O alerta relativo ao consumo de pescado com mercúrio foi dado pelo Instituto Nacional de Saúde Doutor Ricardo Jorge.
Mas há boas notícias.

Ao contrário do que pensávamos, nem todos os peixes fazem bem à saúde. O consumo de algumas espécies é mesmo desaconselhado a grávidas e miúdos. Um novo estudo feito em conjunto pela Direção-Geral da Alimentação e Veterinária (DGAV) e o Instituto Nacional de Saúde Doutor Ricardo Jorge (INSA) concluiu que, apesar do pescado contribuir para um “um adequado desenvolvimento neuronal do feto”, há certas espécies que devem ser evitadas.

Tendo em conta os riscos associados ao desenvolvimento cognitivo, as grávidas, mulheres a amamentar e miúdos pequenos devem evitar pescado com maior teor de mercúrio — tais como atum fresco (não o de conserva), cação, espadarte, maruca, pata roxa, peixes-espada e tintureira”, referem os investigadores, numa nota partilhada esta terça-feira, 16 de maio, no site do INSA.

Os especialistas aconselham a privilegiar, em troca, o consumo de sardinha e a cavala. São dois dos peixes com menos mercúrio e contêm maior teor de ácidos gordos ómega-3, que “contribuem para um melhor desenvolvimento cognitivo nos mais novos e na prevenção de doença cardiovascular nos adultos”. A lista de espécies com médio e baixo teor de mercúrio inclui a abrótea, o bacalhau, o carapau, o choco, a corvina, a dourada, a faneca, a lula, a pescada, o polvo, a raia, o redfish e o robalo.

A investigação sublinha ainda que “para a população em geral verificou-se não haver preocupação de segurança pelo que a recomendação é para consumir pescado com frequência, até sete vezes por semana”. “Contudo, a exposição a mercúrio nas grávidas, mulheres a amamentar e crianças (até aos 10 anos) mostra que o consumo deverá ser menos frequente (três a quatro vezes por semana).”

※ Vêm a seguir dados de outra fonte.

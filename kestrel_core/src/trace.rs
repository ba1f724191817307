//! Reference tracing for heap objects.
//!
//! Every heap object that can participate in a reference cycle implements
//! [`Trace`]. The cycle collector calls [`Trace::trace`] to discover the
//! outgoing edges of an object and [`Trace::clear_refs`] to break the cycle
//! once an object is proven unreachable.
//!
//! # Architecture
//!
//! - **Leaf types** (strings, immediates): nothing to visit
//! - **Containers** (`DictObject`, `CellObject`): visit every held value
//! - **Composite types** (functions, frames): visit each field that holds a value
//!
//! Edges are reported as allocation addresses. A [`Tracer`] never receives
//! an owning handle, so tracing cannot change any reference count.

use crate::value::Value;
use std::rc::Rc;

/// Visitor receiving the outgoing edges of a traced object.
pub trait Tracer {
    /// Record an edge to the allocation at `address`.
    fn trace_address(&mut self, address: usize);

    /// Record an edge to a value. Immediates are ignored.
    #[inline]
    fn trace_value(&mut self, value: &Value) {
        if let Some(address) = value.heap_address() {
            self.trace_address(address);
        }
    }

    /// Record an edge to an optional value.
    #[inline]
    fn trace_opt(&mut self, value: Option<&Value>) {
        if let Some(value) = value {
            self.trace_value(value);
        }
    }
}

/// An object whose outgoing references can be enumerated and dropped.
pub trait Trace {
    /// Visit every value this object holds a strong reference to.
    fn trace(&self, tracer: &mut dyn Tracer);

    /// Drop every held reference. Called on unreachable cycle members.
    fn clear_refs(&self) {}
}

/// Stable identity of an `Rc` allocation.
#[inline]
#[must_use]
pub fn address_of<T: ?Sized>(rc: &Rc<T>) -> usize {
    Rc::as_ptr(rc).cast::<()>() as usize
}

/// Tracer that records every edge it is shown.
#[derive(Debug, Default)]
pub struct AddressCollector {
    /// Edges in visit order.
    pub addresses: Vec<usize>,
}

impl AddressCollector {
    /// Create an empty collector.
    #[must_use]
    pub fn new() -> Self {
        Self::default()
    }

    /// Whether an edge to `value` was recorded.
    #[must_use]
    pub fn saw(&self, value: &Value) -> bool {
        value
            .heap_address()
            .is_some_and(|a| self.addresses.contains(&a))
    }
}

impl Tracer for AddressCollector {
    #[inline]
    fn trace_address(&mut self, address: usize) {
        self.addresses.push(address);
    }
}

#[cfg(test)]
mod tests {
    use super::*;
    use crate::cell::CellObject;

    #[test]
    fn test_trace_value_skips_immediates() {
        let mut tracer = AddressCollector::new();
        tracer.trace_value(&Value::int(1));
        tracer.trace_value(&Value::none());
        assert!(tracer.addresses.is_empty());
    }

    #[test]
    fn test_trace_value_records_heap_address() {
        let cell = Rc::new(CellObject::new(None));
        let value = Value::cell(Rc::clone(&cell));
        let mut tracer = AddressCollector::new();
        tracer.trace_value(&value);
        assert_eq!(tracer.addresses, vec![address_of(&cell)]);
        assert!(tracer.saw(&value));
    }
}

O grupo explica que as recomendações foram definidas tendo por base a frequência de consumo dos portugueses, obtida através do inquérito nacional IAN-AF. “Os dados relativos ao teor de mercúrio foram, por sua vez, determinados por meio de amostras colhidas e analisadas no âmbito do controlo oficial e de diferentes estudos científicos, sendo posteriormente integrados numa avaliação de risco-benefício associado ao consumo de pescado pela população portuguesa”.

Para chegarem a estes resultados, apoiaram-se ainda numa investigação anterior publicada no “British Journal of Nutrition”, em novembro de 2022.